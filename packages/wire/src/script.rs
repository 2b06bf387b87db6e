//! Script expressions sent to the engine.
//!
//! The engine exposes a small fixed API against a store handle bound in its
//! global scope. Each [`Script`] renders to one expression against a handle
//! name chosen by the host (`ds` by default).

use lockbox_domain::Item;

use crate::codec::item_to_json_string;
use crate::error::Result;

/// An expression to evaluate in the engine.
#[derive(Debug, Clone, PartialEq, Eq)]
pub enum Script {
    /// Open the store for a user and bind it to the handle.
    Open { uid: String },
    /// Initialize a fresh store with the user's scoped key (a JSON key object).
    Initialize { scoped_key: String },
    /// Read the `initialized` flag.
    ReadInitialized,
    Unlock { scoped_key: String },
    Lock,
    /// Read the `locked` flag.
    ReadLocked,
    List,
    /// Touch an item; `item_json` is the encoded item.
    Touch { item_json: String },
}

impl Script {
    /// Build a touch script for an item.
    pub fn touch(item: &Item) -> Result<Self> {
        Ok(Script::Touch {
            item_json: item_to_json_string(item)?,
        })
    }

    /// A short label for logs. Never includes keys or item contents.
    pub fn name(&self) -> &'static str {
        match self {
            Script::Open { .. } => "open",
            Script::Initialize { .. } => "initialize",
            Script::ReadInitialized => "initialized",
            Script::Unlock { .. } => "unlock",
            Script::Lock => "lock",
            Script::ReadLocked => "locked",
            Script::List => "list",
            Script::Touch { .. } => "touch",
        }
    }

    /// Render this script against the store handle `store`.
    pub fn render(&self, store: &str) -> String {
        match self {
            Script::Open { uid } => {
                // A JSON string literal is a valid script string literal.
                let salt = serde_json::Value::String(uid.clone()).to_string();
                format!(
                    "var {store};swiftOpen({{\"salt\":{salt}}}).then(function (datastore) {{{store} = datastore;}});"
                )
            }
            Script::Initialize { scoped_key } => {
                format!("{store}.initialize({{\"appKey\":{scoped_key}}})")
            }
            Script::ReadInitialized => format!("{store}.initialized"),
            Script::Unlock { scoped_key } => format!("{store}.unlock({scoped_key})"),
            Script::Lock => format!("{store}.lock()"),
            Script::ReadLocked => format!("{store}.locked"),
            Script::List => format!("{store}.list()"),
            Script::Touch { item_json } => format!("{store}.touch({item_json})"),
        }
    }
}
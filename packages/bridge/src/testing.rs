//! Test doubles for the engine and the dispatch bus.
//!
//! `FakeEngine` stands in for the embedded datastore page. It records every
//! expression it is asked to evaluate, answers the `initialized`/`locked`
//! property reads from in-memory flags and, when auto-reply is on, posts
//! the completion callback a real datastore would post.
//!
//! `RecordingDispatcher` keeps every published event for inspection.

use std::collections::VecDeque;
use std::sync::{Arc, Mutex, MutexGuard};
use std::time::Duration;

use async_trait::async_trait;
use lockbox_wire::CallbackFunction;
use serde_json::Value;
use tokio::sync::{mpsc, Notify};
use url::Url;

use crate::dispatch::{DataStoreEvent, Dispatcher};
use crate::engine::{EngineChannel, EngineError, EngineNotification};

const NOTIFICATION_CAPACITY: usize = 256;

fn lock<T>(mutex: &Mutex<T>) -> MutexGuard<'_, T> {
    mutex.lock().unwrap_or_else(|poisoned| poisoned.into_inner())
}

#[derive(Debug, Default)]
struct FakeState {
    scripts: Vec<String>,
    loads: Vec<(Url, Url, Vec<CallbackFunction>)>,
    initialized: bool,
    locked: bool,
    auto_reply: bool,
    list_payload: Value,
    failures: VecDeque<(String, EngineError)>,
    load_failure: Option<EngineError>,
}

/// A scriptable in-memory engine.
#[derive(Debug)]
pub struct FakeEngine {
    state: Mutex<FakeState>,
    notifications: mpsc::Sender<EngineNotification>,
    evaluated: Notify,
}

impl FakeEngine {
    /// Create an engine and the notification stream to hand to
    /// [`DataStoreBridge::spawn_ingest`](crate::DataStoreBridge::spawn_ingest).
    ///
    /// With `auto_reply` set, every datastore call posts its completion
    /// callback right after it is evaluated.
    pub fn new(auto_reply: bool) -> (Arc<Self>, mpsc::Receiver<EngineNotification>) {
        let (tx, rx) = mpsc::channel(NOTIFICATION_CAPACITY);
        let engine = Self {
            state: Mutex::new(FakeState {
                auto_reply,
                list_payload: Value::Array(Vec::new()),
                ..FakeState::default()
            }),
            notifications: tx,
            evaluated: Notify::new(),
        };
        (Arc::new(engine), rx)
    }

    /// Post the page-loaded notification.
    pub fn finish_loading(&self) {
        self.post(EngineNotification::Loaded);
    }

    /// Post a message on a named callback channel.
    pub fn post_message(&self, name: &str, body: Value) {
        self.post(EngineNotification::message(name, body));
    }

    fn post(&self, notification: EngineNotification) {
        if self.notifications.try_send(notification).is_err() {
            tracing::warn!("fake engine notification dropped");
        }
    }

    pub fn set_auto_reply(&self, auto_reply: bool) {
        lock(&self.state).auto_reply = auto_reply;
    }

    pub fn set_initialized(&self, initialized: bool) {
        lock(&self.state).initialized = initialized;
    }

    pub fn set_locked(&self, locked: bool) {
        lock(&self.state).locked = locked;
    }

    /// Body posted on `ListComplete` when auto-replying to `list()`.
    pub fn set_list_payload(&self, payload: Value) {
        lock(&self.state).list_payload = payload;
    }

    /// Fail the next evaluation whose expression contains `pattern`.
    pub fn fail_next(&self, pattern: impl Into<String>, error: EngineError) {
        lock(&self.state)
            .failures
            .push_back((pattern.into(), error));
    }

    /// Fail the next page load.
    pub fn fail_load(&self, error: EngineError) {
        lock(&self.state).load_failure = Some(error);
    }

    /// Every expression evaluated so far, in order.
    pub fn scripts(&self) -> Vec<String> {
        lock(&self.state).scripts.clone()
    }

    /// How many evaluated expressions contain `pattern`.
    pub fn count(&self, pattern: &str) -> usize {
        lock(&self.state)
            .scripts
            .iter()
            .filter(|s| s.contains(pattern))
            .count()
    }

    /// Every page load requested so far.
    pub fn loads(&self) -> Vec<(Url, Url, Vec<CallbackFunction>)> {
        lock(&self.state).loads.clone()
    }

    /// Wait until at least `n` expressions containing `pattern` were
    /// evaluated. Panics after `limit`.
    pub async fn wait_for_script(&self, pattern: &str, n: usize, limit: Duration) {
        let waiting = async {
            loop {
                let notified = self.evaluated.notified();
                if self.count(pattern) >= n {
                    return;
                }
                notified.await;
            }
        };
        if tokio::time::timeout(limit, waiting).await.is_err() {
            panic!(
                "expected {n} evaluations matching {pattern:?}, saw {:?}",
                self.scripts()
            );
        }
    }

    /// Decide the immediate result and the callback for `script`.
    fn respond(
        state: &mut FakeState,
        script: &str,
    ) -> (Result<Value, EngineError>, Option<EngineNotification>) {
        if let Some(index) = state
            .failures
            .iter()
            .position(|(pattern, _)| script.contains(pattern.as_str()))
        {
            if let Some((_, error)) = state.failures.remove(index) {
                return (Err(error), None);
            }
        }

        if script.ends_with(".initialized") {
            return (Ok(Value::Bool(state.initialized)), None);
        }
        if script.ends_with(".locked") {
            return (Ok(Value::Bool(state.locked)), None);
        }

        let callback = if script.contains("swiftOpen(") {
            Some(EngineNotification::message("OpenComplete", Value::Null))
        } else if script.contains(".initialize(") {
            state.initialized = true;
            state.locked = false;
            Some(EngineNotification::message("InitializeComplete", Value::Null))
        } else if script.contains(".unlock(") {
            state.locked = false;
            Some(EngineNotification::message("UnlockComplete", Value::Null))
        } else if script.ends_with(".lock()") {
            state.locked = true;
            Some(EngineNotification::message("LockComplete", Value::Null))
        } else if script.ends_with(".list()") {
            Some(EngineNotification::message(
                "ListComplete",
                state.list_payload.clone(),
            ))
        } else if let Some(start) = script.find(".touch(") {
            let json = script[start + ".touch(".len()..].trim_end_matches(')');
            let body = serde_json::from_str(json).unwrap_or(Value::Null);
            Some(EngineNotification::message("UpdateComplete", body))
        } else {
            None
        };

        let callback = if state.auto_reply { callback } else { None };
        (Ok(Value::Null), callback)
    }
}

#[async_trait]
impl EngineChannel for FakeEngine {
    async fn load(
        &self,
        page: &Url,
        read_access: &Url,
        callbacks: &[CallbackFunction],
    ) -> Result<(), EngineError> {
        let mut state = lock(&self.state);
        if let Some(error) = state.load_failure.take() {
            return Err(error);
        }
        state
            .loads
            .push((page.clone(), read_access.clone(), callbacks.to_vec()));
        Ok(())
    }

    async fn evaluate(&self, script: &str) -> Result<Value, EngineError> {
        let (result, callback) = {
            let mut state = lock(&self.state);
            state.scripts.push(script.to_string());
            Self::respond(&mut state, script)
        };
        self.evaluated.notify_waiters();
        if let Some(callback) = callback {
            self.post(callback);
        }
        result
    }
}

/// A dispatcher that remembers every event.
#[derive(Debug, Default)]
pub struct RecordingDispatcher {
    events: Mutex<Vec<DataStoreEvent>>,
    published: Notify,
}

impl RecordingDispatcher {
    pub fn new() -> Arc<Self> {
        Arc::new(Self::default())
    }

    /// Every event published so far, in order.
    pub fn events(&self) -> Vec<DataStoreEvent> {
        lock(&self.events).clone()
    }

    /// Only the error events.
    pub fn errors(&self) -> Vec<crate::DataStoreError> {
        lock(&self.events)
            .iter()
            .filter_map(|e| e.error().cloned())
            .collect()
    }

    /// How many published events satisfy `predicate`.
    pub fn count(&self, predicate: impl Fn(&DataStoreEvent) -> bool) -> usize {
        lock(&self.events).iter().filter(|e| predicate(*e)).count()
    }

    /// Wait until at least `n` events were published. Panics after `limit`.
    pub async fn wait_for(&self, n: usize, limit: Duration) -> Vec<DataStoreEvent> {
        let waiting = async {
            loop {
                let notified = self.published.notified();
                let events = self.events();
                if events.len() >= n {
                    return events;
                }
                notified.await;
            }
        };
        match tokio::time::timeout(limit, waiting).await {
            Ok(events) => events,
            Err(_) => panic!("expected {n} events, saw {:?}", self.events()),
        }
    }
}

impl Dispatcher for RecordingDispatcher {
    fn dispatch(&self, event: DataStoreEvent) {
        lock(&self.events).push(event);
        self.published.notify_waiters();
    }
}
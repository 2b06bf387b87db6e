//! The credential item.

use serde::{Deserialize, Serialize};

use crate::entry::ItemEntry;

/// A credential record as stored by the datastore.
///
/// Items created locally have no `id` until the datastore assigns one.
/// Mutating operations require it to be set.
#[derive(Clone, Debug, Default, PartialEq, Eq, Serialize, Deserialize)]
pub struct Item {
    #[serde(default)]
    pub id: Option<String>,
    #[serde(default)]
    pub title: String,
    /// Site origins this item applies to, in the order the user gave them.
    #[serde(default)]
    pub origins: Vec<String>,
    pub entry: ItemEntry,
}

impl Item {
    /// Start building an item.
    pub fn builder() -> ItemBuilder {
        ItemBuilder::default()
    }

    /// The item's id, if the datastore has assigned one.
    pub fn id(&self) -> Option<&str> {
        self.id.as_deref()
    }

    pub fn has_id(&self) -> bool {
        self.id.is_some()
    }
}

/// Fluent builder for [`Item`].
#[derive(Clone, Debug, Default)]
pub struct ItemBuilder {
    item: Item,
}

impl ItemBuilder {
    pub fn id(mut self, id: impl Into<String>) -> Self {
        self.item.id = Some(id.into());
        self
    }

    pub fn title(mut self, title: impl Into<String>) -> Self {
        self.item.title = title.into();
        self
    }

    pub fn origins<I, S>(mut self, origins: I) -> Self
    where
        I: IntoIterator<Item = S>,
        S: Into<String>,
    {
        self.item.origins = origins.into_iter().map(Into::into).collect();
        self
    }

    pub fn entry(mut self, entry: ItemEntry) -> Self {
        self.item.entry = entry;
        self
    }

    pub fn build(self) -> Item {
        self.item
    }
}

....................

Work task:
When "CallbackFunction" shows up in a line of the material, report that line.

Result of the exercise:
use lockbox_wire::CallbackFunction;
    loads: Vec<(Url, Url, Vec<CallbackFunction>)>,
    pub fn loads(&self) -> Vec<(Url, Url, Vec<CallbackFunction>)> {
        callbacks: &[CallbackFunction],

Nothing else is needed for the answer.